Les films sont remplis de ces “self-made men” qui ont réussi seuls contre tous.
Et combien d’entre nous se sont déjà surpris à dire ou penser “j’y suis arrivé seul, personne ne m’a aidé” avec une sorte de fierté revancharde ?
La vérité c’est que quasiment personne ne fait rien seul.
L’indépendance totale est une illusion.
Hormis peut-être quelques rares ermites ,nous ne cultivons pas notre propre nourriture. Nous dépendons d’autres mains, souvent lointaines, toujours anonymes, pour nos vêtements. Nous ne fabriquons pas nos voitures, nos ustensiles de cuisine, nous n’avons pas bâti nos maisons et même nos objectifs de vie sont soutenus par des professeurs, des anonymes, des allocations…
Dans mon cas par exemple, je dis souvent par simplification que j’ai voyagé seule.
En réalité je n’ai jamais été aussi dépendante que dans ces années-là : dépendante d’être accueillie, nourrie, dépendante du temps que l’on pouvait m’héberger, dépendante des autorités pour les visas et aussi des opportunités d’enseigner la danse.
Cette image de liberté totale n’est pas réelle.
Cette constatation est pourtant loin d’être négative.
Déjà, elle est simplement lucide. Nous avons, plus que jamais, besoin des autres.
L’injonction à l’autonomie et à l’indépendance n’ont créé qu’une épidémie d’isolement et de faux espoirs.

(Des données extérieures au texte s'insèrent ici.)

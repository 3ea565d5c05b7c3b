// Copyright (c) 2025 Dimitris Kafetzis
//
// Licensed under the MIT License.
// See LICENSE file in the project root for full license information.
//
// SPDX-License-Identifier: MIT

//! Example: save a few tensors to disk, inspect the header, load them back.
//!
//! ```bash
//! cargo run -p st-format --example roundtrip [-- <path>]
//! ```

use st_format::{load_file, read_header, save_file, MmapReader};
use std::collections::HashMap;
use tensor_core::{DType, Shape, Tensor};

fn main() -> Result<(), Box<dyn std::error::Error>> {
    // Initialise tracing.
    tracing_subscriber::fmt()
        .with_env_filter("info")
        .init();

    let target = std::env::args()
        .nth(1)
        .unwrap_or_else(|| std::env::temp_dir().join("roundtrip").display().to_string());

    // A small two-layer MLP; the second weight is stored transposed.
    let w1 = Tensor::from_f32(Shape::matrix(4, 3), &(0..12).map(|i| i as f32).collect::<Vec<_>>())?;
    let b1 = Tensor::zeros(Shape::vector(4), DType::F32);
    let w2 = Tensor::from_f32(Shape::matrix(3, 2), &[1.0, -1.0, 0.5, -0.5, 0.25, -0.25])?.permute(&[1, 0])?;
    let mask = Tensor::from_bytes(Shape::vector(4), DType::Bool, vec![1, 0, 1, 1])?;

    let metadata = HashMap::from([
        ("format".to_string(), "pt".to_string()),
        ("model".to_string(), "mlp-2".to_string()),
    ]);
    let path = save_file(
        &target,
        [("fc1.weight", w1), ("fc1.bias", b1), ("fc2.weight", w2), ("mask", mask)],
        Some(&metadata),
    )?;
    println!("wrote {}", path.display());

    let (header, length) = read_header(&MmapReader::open(&path))?;
    println!("header: {length} bytes, {}", header.summary());
    for (name, entry) in &header.entries {
        println!(
            "  {name:<12} {:<5} {:<8} [{}, {})",
            entry.dtype.as_str(),
            entry.shape.to_string(),
            entry.start(),
            entry.end()
        );
    }

    let loaded = load_file(&path)?;
    let fc2 = loaded.get("fc2.weight").ok_or("fc2.weight missing")?.realize()?;
    println!("fc2.weight {} = {:?}", fc2.shape(), fc2.to_f32_vec()?);
    Ok(())
}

Etre seul est rarement une victoire.
L’homme prospère en société, depuis toujours, malgré toutes les difficultés que cela implique au quotidien.
Cette “non-indépendance” n’est néanmoins pas exactement une dépendance mais une inter-dépendance.

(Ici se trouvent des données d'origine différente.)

// Copyright (c) 2025 Dimitris Kafetzis
//
// Licensed under the MIT License.
// See LICENSE file in the project root for full license information.
//
// SPDX-License-Identifier: MIT

//! Core tensor type with shared storage and strided layouts.

use crate::{DType, Shape, TensorError};
use std::sync::Arc;

/// An n-dimensional tensor over a shared, immutable byte buffer.
///
/// Cloning a `Tensor` is cheap: the buffer is reference-counted. Layout
/// changes such as [`permute`](Tensor::permute) produce strided views over
/// the same buffer; [`contiguous`](Tensor::contiguous) materializes a view
/// back into row-major order.
///
/// # Memory Layout
/// Elements are stored little-endian. `strides` are measured in elements,
/// not bytes. A freshly constructed tensor is always row-major (C) order.
#[derive(Debug, Clone)]
pub struct Tensor {
    shape: Shape,
    dtype: DType,
    strides: Vec<usize>,
    data: Arc<[u8]>,
}

impl Tensor {
    /// Creates a new tensor filled with zeros.
    ///
    /// # Examples
    /// ```
    /// use tensor_core::{Tensor, Shape, DType};
    /// let t = Tensor::zeros(Shape::matrix(2, 3), DType::F32);
    /// assert_eq!(t.size_bytes(), 24); // 2 * 3 * 4 bytes
    /// ```
    pub fn zeros(shape: Shape, dtype: DType) -> Self {
        let size = shape.size_bytes(dtype);
        Self {
            strides: shape.strides(),
            shape,
            dtype,
            data: vec![0u8; size].into(),
        }
    }

    /// Creates a row-major tensor from raw little-endian bytes.
    ///
    /// Returns an error if the buffer size does not match `shape.size_bytes(dtype)`.
    pub fn from_bytes(shape: Shape, dtype: DType, data: Vec<u8>) -> Result<Self, TensorError> {
        let expected = shape.size_bytes(dtype);
        if data.len() != expected {
            return Err(TensorError::BufferSizeMismatch {
                expected,
                actual: data.len(),
            });
        }
        Ok(Self {
            strides: shape.strides(),
            shape,
            dtype,
            data: data.into(),
        })
    }

    /// Creates a tensor from a slice of `f32` values.
    ///
    /// # Examples
    /// ```
    /// use tensor_core::{Tensor, Shape};
    /// let t = Tensor::from_f32(Shape::vector(3), &[1.0, 2.0, 3.0]).unwrap();
    /// assert_eq!(t.to_f32_vec().unwrap(), vec![1.0, 2.0, 3.0]);
    /// ```
    pub fn from_f32(shape: Shape, values: &[f32]) -> Result<Self, TensorError> {
        let expected_elements = shape.num_elements();
        if values.len() != expected_elements {
            return Err(TensorError::BufferSizeMismatch {
                expected: expected_elements * DType::F32.size_bytes(),
                actual: values.len() * DType::F32.size_bytes(),
            });
        }
        let bytes: Vec<u8> = values.iter().flat_map(|v| v.to_le_bytes()).collect();
        Self::from_bytes(shape, DType::F32, bytes)
    }

    /// Returns the tensor's shape.
    pub fn shape(&self) -> &Shape {
        &self.shape
    }

    /// Returns the tensor's data type.
    pub fn dtype(&self) -> DType {
        self.dtype
    }

    /// Returns the element strides of this tensor's layout.
    pub fn strides(&self) -> &[usize] {
        &self.strides
    }

    /// Returns the logical size of this tensor in bytes.
    pub fn size_bytes(&self) -> usize {
        self.shape.size_bytes(self.dtype)
    }

    /// Returns `true` if the elements are laid out in row-major order.
    pub fn is_contiguous(&self) -> bool {
        self.shape.num_elements() <= 1 || self.strides == self.shape.strides()
    }

    /// Returns the backing buffer in storage order.
    ///
    /// Storage order equals logical row-major order only when
    /// [`is_contiguous`](Tensor::is_contiguous) holds.
    pub fn as_bytes(&self) -> &[u8] {
        &self.data
    }

    /// Returns a strided view with the axes reordered.
    ///
    /// `axes[i]` names the source axis that becomes axis `i`. The buffer
    /// is shared; no bytes are copied.
    pub fn permute(&self, axes: &[usize]) -> Result<Self, TensorError> {
        let rank = self.shape.rank();
        let mut seen = vec![false; rank];
        let valid = axes.len() == rank
            && axes
                .iter()
                .all(|&a| a < rank && !std::mem::replace(&mut seen[a], true));
        if !valid {
            return Err(TensorError::InvalidPermutation {
                axes: axes.to_vec(),
                shape: self.shape.clone(),
            });
        }

        let dims = axes.iter().map(|&a| self.shape.dims()[a]).collect();
        let strides = axes.iter().map(|&a| self.strides[a]).collect();
        Ok(Self {
            shape: Shape::new(dims),
            dtype: self.dtype,
            strides,
            data: Arc::clone(&self.data),
        })
    }

    /// Forces the tensor into a row-major, fully materialized layout.
    ///
    /// Returns a cheap clone when the tensor is already contiguous.
    pub fn contiguous(&self) -> Self {
        if self.is_contiguous() {
            return self.clone();
        }

        let elem = self.dtype.size_bytes();
        let dims = self.shape.dims();
        let mut out = Vec::with_capacity(self.size_bytes());
        let mut index = vec![0usize; dims.len()];

        for _ in 0..self.shape.num_elements() {
            let src: usize = index
                .iter()
                .zip(&self.strides)
                .map(|(i, s)| i * s)
                .sum::<usize>()
                * elem;
            out.extend_from_slice(&self.data[src..src + elem]);

            // Advance the row-major odometer.
            for axis in (0..dims.len()).rev() {
                index[axis] += 1;
                if index[axis] < dims[axis] {
                    break;
                }
                index[axis] = 0;
            }
        }

        Self {
            strides: self.shape.strides(),
            shape: self.shape.clone(),
            dtype: self.dtype,
            data: out.into(),
        }
    }

    /// Decodes the elements as `f32` values in logical row-major order.
    pub fn to_f32_vec(&self) -> Result<Vec<f32>, TensorError> {
        if self.dtype != DType::F32 {
            return Err(TensorError::UnsupportedDType {
                op: "to_f32_vec",
                dtype: self.dtype,
            });
        }
        let dense = self.contiguous();
        Ok(dense
            .as_bytes()
            .chunks_exact(4)
            .map(|c| f32::from_le_bytes([c[0], c[1], c[2], c[3]]))
            .collect())
    }
}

Vous avez peut-être besoin de ceux qui cultivent vos tomates, mais ces mêmes personnes qui cultivent les tomates ont aussi besoin de vous pour enseigner les maths à leurs enfants ou que sais-je.
Sur le plan personnel, les enfants ont besoin de parents, nous avons besoins d’amis, d’amour, de relations de toutes sortes qui fonctionnent en va-et-vient.
La coopération est inscrite en nous.
De manière intéressante, les sociétés animistes que nous fûmes, et celles qui existent encore de part le monde, considèrent l’homme comme faible.
Il dépend du climat pour cultiver, de la présence d’animaux sauvages pour se nourrir et se vêtir.
Tuer un animal pour le manger et utiliser sa peau n’est pas un acte de cruauté mais de gratitude pour cette interdépendance qui permet à tout le monde d’avoir une place.
Reconnaître cette place c’est concevoir la dignité d’existence de chaque chose, son caractère indispensable.
C’est aussi une invitation à la modération.
Les peuples animistes savaient que s’ils prenaient trop d’un coup, ils en seraient punis à court ou moyen terme. Dans leurs termes cela prenait la forme d’une justice divine et cosmologique.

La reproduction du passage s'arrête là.